Iraqi poet (1929–2021)

Lamia Abbas Amara (لميعة عباس عمارة; ࡋࡀࡌࡉࡀ ࡀࡁࡀࡎ ࡀࡌࡀࡓࡀ), also sometimes spelled Lamea Abbas Amara; 1929 – 18 June 2021) was an Iraqi poet. She was a pioneer of modern Arabic poetry and an important figure in contemporary poetry in Iraq.

==Name==

Lamia is her given name, while Abbas is her father's name, and Amara is her paternal grandfather's name.

==Early life and education==
She was born to a Mandaean family in Baghdad in 1929, and later grew up in Amarah.
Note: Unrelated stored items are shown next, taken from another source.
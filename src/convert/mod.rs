//! Code conversion through streaming language-model backends

pub mod anthropic;
pub mod backend;
pub mod clean;
pub mod gemini;
pub mod openai;
pub mod pipeline;
pub mod prompt;
pub mod sse;

pub use anthropic::AnthropicBackend;
pub use backend::{BackendError, GenerationOptions, ModelBackend, build_backend};
pub use clean::{clean_response, prepare_python_code};
pub use gemini::GeminiBackend;
pub use openai::OpenAiBackend;
pub use pipeline::{
    ConversionOutcome, ConversionRequest, ConvertError, Converter, ProgressFn, progress_fraction,
};
pub use prompt::render_prompt;
pub use sse::{SseDecoder, SseEvent};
Her father was Bayan bar Manu, while her paternal grandfather was Sheikh Amara, who worked for the British during World War II. Her uncle Zahroun Amara (died 1929) was a famous silversmith, while her cousin Abdul Razzak Abdul Wahid (1930–2015) was also a poet.

Her mother, the sister of Rabbi Dakhil Aidan, belonged to the Manduia priestly lineage.

She studied at the Teachers' Training College, which later became part of the Baghdad University, and graduated in 1950.

==Career==
Abbas began writing poetry at age twelve, and published her first poem at age 14 in Al-Samir, a New York-based magazine founded by poet Elia Abu Madi.

She was a member of the administrative board of the Iraqi Writers Union in Baghdad between 1963 and 1975, a member of the administrative board of the Syriac Synod in Baghdad, and deputy permanent representative of Iraq to UNESCO in Paris between 1973 and 1975, and director of culture and arts at the University of Technology in Baghdad.

She left Iraq in 1978 and lived most of her exile in San Diego, United States after emigrating during the time of Saddam Hussein. Her sister, Shafia Abbas Amara, also emigrated to San Diego.

Together with her sister Shafia Abbas Amara, she published a magazine called Mandaee in the United States, which was mostly in Arabic but also partially in English.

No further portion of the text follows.